Больные ублюдки (ЛП)
Склонив набок голову, я с восхищением за ней наблюдал. Она стояла на трясущихся ногах, пока у нее, наконец, не подкосились колени, и она не рухнула на пол. Я присел рядом с ней, внимательно глядя на тело, из которого утекает жизнь. Она смотрела на меня, заглянув мне в глаза.
Я ни на секунду не отвел взгляд.
Она задыхалась. Захлёбывалась. Затем, издав последний хлюпающий хрип, она затихла. Руки упали вдоль тела, глаза застыли в мёртвом взгляде.
Я вздохнул и вытер об ее одежду лезвие своего ножа.
— Всё как я и думал… сплошное разочарование.
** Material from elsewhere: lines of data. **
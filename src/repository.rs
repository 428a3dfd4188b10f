use chrono::{DateTime, Utc};
use uuid::Uuid;

use crate::error::ValidationError;
use crate::form::Draft;
use crate::models::{Draftable, Entity, Meta};

/// One page's in-memory record list.
#[derive(Debug, Clone)]
pub struct Repository<E> {
    records: Vec<E>,
}

impl<E: Entity> Repository<E> {
    pub fn seeded(records: Vec<E>) -> Self {
        Self { records }
    }

    pub fn all(&self) -> &[E] {
        &self.records
    }

    pub fn len(&self) -> usize {
        self.records.len()
    }

    fn find(&self, id: &str) -> Option<&E> {
        self.records.iter().find(|r| r.id() == id)
    }

    fn position(&self, id: &str) -> Option<usize> {
        self.records.iter().position(|r| r.id() == id)
    }

    pub fn remove(&mut self, id: &str) -> Option<E> {
        let position = self.position(id)?;
        Some(self.records.remove(position))
    }

    pub fn replace_all(&mut self, records: Vec<E>) {
        self.records = records;
    }

    fn fresh_id(&self) -> String {
        loop {
            let id = Uuid::new_v4().simple().to_string();
            if self.find(&id).is_none() {
                return id;
            }
        }
    }
}

impl<E: Draftable> Repository<E> {
    pub fn insert(&mut self, draft: &E::Draft, now: DateTime<Utc>) -> Result<&E, ValidationError> {
        draft.check_required()?;

        let record = E::from_draft(Meta::new(self.fresh_id(), now), draft)?;
        let position = self.records.len();
        self.records.push(record);

        Ok(&self.records[position])
    }

    /// `Ok(None)` when no record has `id`.
    pub fn update(
        &mut self,
        id: &str,
        draft: &E::Draft,
        now: DateTime<Utc>,
    ) -> Result<Option<&E>, ValidationError> {
        let Some(position) = self.position(id) else {
            return Ok(None);
        };
        draft.check_required()?;

        let mut meta = self.records[position].meta().clone();
        meta.touch(now);
        self.records[position] = E::from_draft(meta, draft)?;

        Ok(Some(&self.records[position]))
    }
}
use axum::{Json, http::StatusCode, response::{IntoResponse, Response}};
use serde::Serialize;
use thiserror::Error;
use tracing::error;

use crate::form::FormError;
use crate::table::TableError;

/// A draft that cannot become a record.
#[derive(Debug, Clone, PartialEq, Eq, Error, Serialize)]
#[serde(tag = "kind", rename_all = "snake_case")]
pub enum ValidationError {
    #[error("Please fill in all required fields")]
    MissingRequired { fields: Vec<&'static str> },

    #[error("{field} must be a whole number, got '{value}'")]
    InvalidNumber { field: &'static str, value: String },

    #[error("{field} must be a date formatted YYYY-MM-DD, got '{value}'")]
    InvalidDate { field: &'static str, value: String },
}

#[derive(Debug, Error)]
pub enum AppError {
    #[error("Serialization error: {0}")]
    Serialization(#[from] serde_json::Error),

    #[error("Not found")]
    NotFound,

    #[error("Bad request: {0}")]
    BadRequest(String),

    #[error("Validation error: {0}")]
    Validation(#[from] ValidationError),

    #[error("{0} is read-only")]
    ReadOnly(String),

    #[error("Conflict: {0}")]
    Conflict(String),
}

impl From<TableError> for AppError {
    fn from(err: TableError) -> Self {
        match err {
            TableError::RowNotFound(_) => AppError::NotFound,
            TableError::UnknownColumn(_) | TableError::NotSortable(_) => {
                AppError::BadRequest(err.to_string())
            }
            TableError::ActionUnavailable { .. } => AppError::ReadOnly(err.to_string()),
        }
    }
}

impl From<FormError> for AppError {
    fn from(err: FormError) -> Self {
        match err {
            FormError::NotOpen | FormError::Busy => AppError::Conflict(err.to_string()),
            FormError::UnknownField(_) | FormError::NotText(_) => {
                AppError::BadRequest(err.to_string())
            }
            FormError::Json(e) => AppError::Serialization(e),
        }
    }
}

#[derive(Debug, Serialize)]
pub struct ErrorResponse {
    pub error: String,
    pub message: String,
}

impl IntoResponse for AppError {
    fn into_response(self) -> Response {
        let (status, error_message) = match self {
            AppError::NotFound => (StatusCode::NOT_FOUND, "Not Found".to_string()),
            AppError::BadRequest(msg) => (StatusCode::BAD_REQUEST, msg),
            AppError::Validation(e) => (StatusCode::UNPROCESSABLE_ENTITY, e.to_string()),
            AppError::ReadOnly(msg) => (StatusCode::METHOD_NOT_ALLOWED, msg),
            AppError::Conflict(msg) => (StatusCode::CONFLICT, msg),
            AppError::Serialization(e) => {
                error!("serialization error: {}", e);
                (
                    StatusCode::INTERNAL_SERVER_ERROR,
                    "Serialization error occurred".to_string(),
                )
            }
        };

        let body = Json(ErrorResponse {
            error: status.to_string(),
            message: error_message,
        });

        (status, body).into_response()
    }
}
use std::sync::Arc;

use crate::fixtures::Fixtures;
use crate::form::DATE_FORMAT;
use crate::models::Student;
use crate::notify::Notifier;
use crate::route::Route;
use crate::table::{Actions, Column, DataTable};

use super::{EditablePage, ListPage, PageInfo};

pub const INFO: PageInfo = PageInfo {
    route: Route::Students,
    heading: "Students",
    blurb: "Manage student records and information.",
};

pub fn columns() -> Vec<Column<Student>> {
    vec![
        Column::new("student_id", "Student ID", |row: &Student| row.student_id.clone()).sortable(),
        Column::new("name", "Name", |row: &Student| row.name.clone()).sortable(),
        Column::new("email", "Email", |row: &Student| row.email.clone()).sortable(),
        Column::new("phone", "Phone", |row: &Student| {
            row.phone.clone().unwrap_or_else(|| "N/A".to_string())
        }),
        Column::new("date_of_birth", "Date of Birth", |row: &Student| {
            row.date_of_birth
                .map_or_else(|| "N/A".to_string(), |d| d.format(DATE_FORMAT).to_string())
        }),
    ]
}

pub fn page(fixtures: &Arc<Fixtures>, notifier: Arc<dyn Notifier>) -> EditablePage<Student> {
    let table = DataTable::new("Students", columns()).with_actions(Actions::ALL);
    let list = ListPage::new(INFO, fixtures.students.rows().to_vec(), table);
    EditablePage::new(list, notifier)
}
pub mod api;
pub mod config;
pub mod error;
pub mod fixtures;
pub mod form;
pub mod models;
pub mod notify;
pub mod pages;
pub mod repository;
pub mod route;
pub mod state;
pub mod table;
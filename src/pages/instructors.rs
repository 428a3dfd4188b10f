use std::sync::Arc;

use crate::fixtures::Fixtures;
use crate::models::Instructor;
use crate::notify::Notifier;
use crate::route::Route;
use crate::table::{Actions, Column, DataTable};

use super::{EditablePage, ListPage, PageInfo};

pub const INFO: PageInfo = PageInfo {
    route: Route::Instructors,
    heading: "Instructors",
    blurb: "Manage your instructors and their department assignments.",
};

pub fn columns(fixtures: &Arc<Fixtures>) -> Vec<Column<Instructor>> {
    let lookup = Arc::clone(fixtures);
    vec![
        Column::new("name", "Name", |row: &Instructor| row.name.clone()).sortable(),
        Column::new("email", "Email", |row: &Instructor| row.email.clone()).sortable(),
        Column::new("phone", "Phone", |row: &Instructor| {
            row.phone.clone().unwrap_or_else(|| "N/A".to_string())
        }),
        Column::new("department", "Department", move |row: &Instructor| {
            lookup
                .department(&row.department_id)
                .map_or_else(|| "Unknown".to_string(), |dept| dept.name.clone())
        })
        .sortable(),
        Column::new("title", "Title", |row: &Instructor| {
            row.title.clone().unwrap_or_else(|| "N/A".to_string())
        }),
    ]
}

pub fn page(fixtures: &Arc<Fixtures>, notifier: Arc<dyn Notifier>) -> EditablePage<Instructor> {
    let table = DataTable::new("Instructors", columns(fixtures)).with_actions(Actions::ALL);
    let list = ListPage::new(INFO, fixtures.instructors.rows().to_vec(), table);
    EditablePage::new(list, notifier)
}
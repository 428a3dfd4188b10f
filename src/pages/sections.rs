use std::sync::Arc;

use crate::fixtures::Fixtures;
use crate::models::Section;
use crate::notify::Notifier;
use crate::route::Route;
use crate::table::{Actions, Column, DataTable};

use super::{EditablePage, ListPage, PageInfo};

pub const INFO: PageInfo = PageInfo {
    route: Route::Sections,
    heading: "Sections",
    blurb: "Manage course sections and instructor assignments.",
};

pub fn columns(fixtures: &Arc<Fixtures>) -> Vec<Column<Section>> {
    let courses = Arc::clone(fixtures);
    let instructors = Arc::clone(fixtures);
    vec![
        Column::new("course", "Course", move |row: &Section| {
            courses
                .course(&row.course_id)
                .map_or_else(
                    || "Unknown Course".to_string(),
                    |course| format!("{}: {}", course.code, course.name),
                )
        })
        .sortable(),
        Column::new("section_number", "Section", |row: &Section| row.section_number.clone())
            .sortable(),
        Column::new("instructor", "Instructor", move |row: &Section| {
            instructors
                .instructor(&row.instructor_id)
                .map_or_else(|| "Unassigned".to_string(), |i| i.name.clone())
        })
        .sortable(),
        Column::new("semester", "Semester", |row: &Section| {
            format!("{} {}", row.semester, row.year)
        })
        .sortable(),
        Column::new("capacity", "Capacity", |row: &Section| row.max_students.to_string()),
    ]
}

pub fn page(fixtures: &Arc<Fixtures>, notifier: Arc<dyn Notifier>) -> EditablePage<Section> {
    let table = DataTable::new("Course Sections", columns(fixtures)).with_actions(Actions::ALL);
    let list = ListPage::new(INFO, fixtures.sections.rows().to_vec(), table);
    EditablePage::new(list, notifier)
}

#[cfg(test)]
mod tests {
    use super::*;
    use crate::pages::PageController;
    use crate::pages::test_support::*;

    #[test]
    fn renders_joined_labels() {
        let page = page(&fixtures(), center());
        let view = page.view();
        assert_eq!(view.table.title, "Course Sections");
        assert_eq!(view.table.rows[0].cells, vec![
            "CS101: Introduction to Computer Science",
            "001",
            "Dr. Alan Turing",
            "Fall 2023",
            "30",
        ]);
    }

    #[test]
    fn create_with_dangling_references_shows_fallbacks() {
        let mut page = page(&fixtures(), center());
        page.open_create().unwrap();
        page.patch_draft(patch(&[
            ("course_id", "c404"),
            ("instructor_id", "i404"),
            ("max_students", "40"),
            ("semester", "Spring"),
            ("year", "2024"),
            ("section_number", "003"),
        ]))
        .unwrap();
        page.submit(seeded_at()).unwrap();

        let row = &page.view().table.rows[3];
        assert_eq!(row.cells[0], "Unknown Course");
        assert_eq!(row.cells[2], "Unassigned");
        assert_eq!(row.cells[3], "Spring 2024");
        assert_eq!(page.records()[3].max_students, 40);
    }
}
Поднявшись на ноги, я сунул руку в карман жилета и вытащил карты.
— Дама червей, — объявил я, проведя пальцем по собственноручно сделанной карте.
С одной стороны на меня неотрывно взирало нарисованное карандашом лицо миссис Дженкинс — ее точная копия. С отвращением скривив губы, я одним движением запястья швырнул карту в воздух, и она приземлилась на окровавленную грудь миссис Дженкинс.
— Одна готова, осталось ещё шесть.
Я вернулся к Куколке, которая всё также сидела на стуле. Проигрыватель по-прежнему играл любимые мелодии ее мамы. Я взглянул на ее пальцы и снова увидел, как они дернулись.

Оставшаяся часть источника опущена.